Food Cooked With Love
It was September 2012, and protests in Syria’s Idlib province were on the increase.
Many young men had taken to carrying weapons to protect demonstrators from government forces. The protests and mass funeral processions went on for six months, during which time our love for the armed men grew. We welcomed them among us, and chanted, “Long live the Free Syrian Army” when we saw them. It was a slogan we rejoiced in.
Young women would stare at them, whispering to each other, “Look at him, he’s so handsome!”
The young men enjoyed the attention. They were proud of their good looks, proud of their weapons, and proud of the fact that they were protecting us. When they thought we weren’t looking, they would steal glances at the women, but we noticed and it felt good to see them smile.
Mothers who saw their sons at the protests would gaze proudly upon them, their eyes welling up with tears. These young men were members of the Free Syrian Army, and most of them no longer lived at home for fear of being arrested by the government.
Some of them hid out on farms on the outskirts of the city, while others lived in vacant houses that belonged to friends or relatives. None of them slept in warm beds or ate hot meals.
It was during this period that the idea of opening a kitchen to cook for these men came to me. I was inspired by my friend Kifah, who told me she was sending cooked meals to her son and the men he lived with.
I started cooking for the men I knew. One day, when both I and someone else delivered food to the same group, I decided to organise things.
At the time, I worked for a charity called Rohama Baynahom (“Merciful Towards Those They Live Among”) and visited the families of martyrs, detainees and the poor. I gathered information about numbers, their financial situation and health, and I worked with a group of colleagues to create a schedule to ensure we distributed food fairly.
My sisters and I took on responsibility for cooking for two groups daily, but I began to struggle to cover the costs of foodstuffs. Friends and relatives came to my aid. My elderly aunt Umm Rami, may her soul rest in peace, would give me money, saying, “I can’t help you with the cooking, so take this money and buy the ingredients you need.”

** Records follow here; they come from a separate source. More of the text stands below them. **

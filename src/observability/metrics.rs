//! Metrics collection and exposition.
//!
//! # Metrics
//! - `locutus_watch_tasks_started_total` (counter): by interface
//! - `locutus_watch_tasks_finished_total` (counter): by interface, outcome
//! - `locutus_watch_tasks_active` (gauge): watchers currently running
//! - `locutus_renders_total` (counter): by template, status
//! - `locutus_render_duration_seconds` (histogram): template render latency
//! - `locutus_shutdown_triggered_total` (counter): by reason

use std::net::SocketAddr;
use std::time::Instant;

use metrics::{counter, gauge, histogram};
use metrics_exporter_prometheus::{BuildError, PrometheusBuilder};

use crate::lifecycle::StopReason;

/// Install the Prometheus recorder and its scrape listener.
///
/// Must be called from inside a tokio runtime.
pub fn init_metrics(addr: SocketAddr) -> Result<(), BuildError> {
    PrometheusBuilder::new().with_http_listener(addr).install()?;
    tracing::info!(address = %addr, "Metrics endpoint listening");
    Ok(())
}

pub fn record_watch_started(interface: &str) {
    counter!("locutus_watch_tasks_started_total", "interface" => interface.to_string()).increment(1);
    gauge!("locutus_watch_tasks_active").increment(1.0);
}

pub fn record_watch_finished(interface: &str, outcome: &'static str) {
    counter!(
        "locutus_watch_tasks_finished_total",
        "interface" => interface.to_string(),
        "outcome" => outcome
    )
    .increment(1);
    gauge!("locutus_watch_tasks_active").decrement(1.0);
}

pub fn record_render(template: &str, status: u16, start: Instant) {
    counter!(
        "locutus_renders_total",
        "template" => template.to_string(),
        "status" => status.to_string()
    )
    .increment(1);
    histogram!("locutus_render_duration_seconds").record(start.elapsed().as_secs_f64());
}

pub fn record_shutdown(reason: StopReason) {
    counter!("locutus_shutdown_triggered_total", "reason" => reason.as_str()).increment(1);
}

My friend Umm Salum once asked me to drive by her house, and when I got there she emptied the contents of her fridge into large bin bags for me. The food included tomato paste, margarine, oil, lemon juice, peas and okra. As I was leaving, she handed me a large sum of money, saying, “Buy some meat and chicken to cook with the food.”

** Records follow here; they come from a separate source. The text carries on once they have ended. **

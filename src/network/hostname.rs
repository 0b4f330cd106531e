//! Local hostname lookup.

use std::io;

/// Hostname of this machine, queried fresh on every call.
#[cfg(unix)]
pub fn local_hostname() -> io::Result<String> {
    let name = nix::unistd::gethostname().map_err(io::Error::from)?;
    Ok(name.to_string_lossy().into_owned())
}

#[cfg(not(unix))]
pub fn local_hostname() -> io::Result<String> {
    std::env::var("COMPUTERNAME").map_err(|e| io::Error::new(io::ErrorKind::NotFound, e))
}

Another friend told me, “I have vowed to God to sacrifice a lamb, and I’ll have it cut up at the butcher’s and delivered to you.”

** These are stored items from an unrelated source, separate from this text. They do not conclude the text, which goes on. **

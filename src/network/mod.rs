//! Network interface discovery.
//!
//! # Data Flow
//! ```text
//! getifaddrs (OS)
//!     → interface.rs (group addresses by interface, keep OS order)
//!     → Vec<InterfaceRecord> (immutable snapshot, taken once at startup)
//!     → watch supervisor + status service
//! ```
//!
//! # Design Decisions
//! - No filtering: loopback and down interfaces are watched too
//! - Interfaces appearing later are not discovered

pub mod hostname;
pub mod interface;

pub use interface::{
    EnumerationError, InterfaceFlags, InterfaceRecord, InterfaceSnapshot, InterfaceSource,
    MacAddress, SystemInterfaces,
};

Many other women in Idlib did the same kind of work I was doing, and together we made plans to bake a giant cake on the first anniversary of the revolution. We were hoping to set a Guinness world record.
On March 10, 2012, however, government troops entered Idlib city and we were forced to put the project on hold. The young men we cooked for fought against army tanks. Some of them were martyred, and others left Idlib to fight in nearby villages.
I have fond memories when I look back at those days. We chose to cook the most complicated dishes for the young men – stuffed vine leaves, stuffed vegetables and samosas. I have been told that the food I cooked back then was tastier than anything else I have ever made. Perhaps it was the fancy ingredients like nuts that I added, perhaps it was the large amounts of meat I used, or perhaps it was the love I poured into preparing the meals.
Desserts were the dishes I made which I know the young men liked best. They would send words of gratitude to me through my daughter, when she visited them. “Is your mother the cake lady? Yum! The food and desserts she makes are so good!” they would say.
Some day soon, God willing, I will resume our project and bake them a Guinness record-breaker of a cake.
Mayada Issa is the pseudonym of a Damascus Bureau contributor living in Idlib, Syria.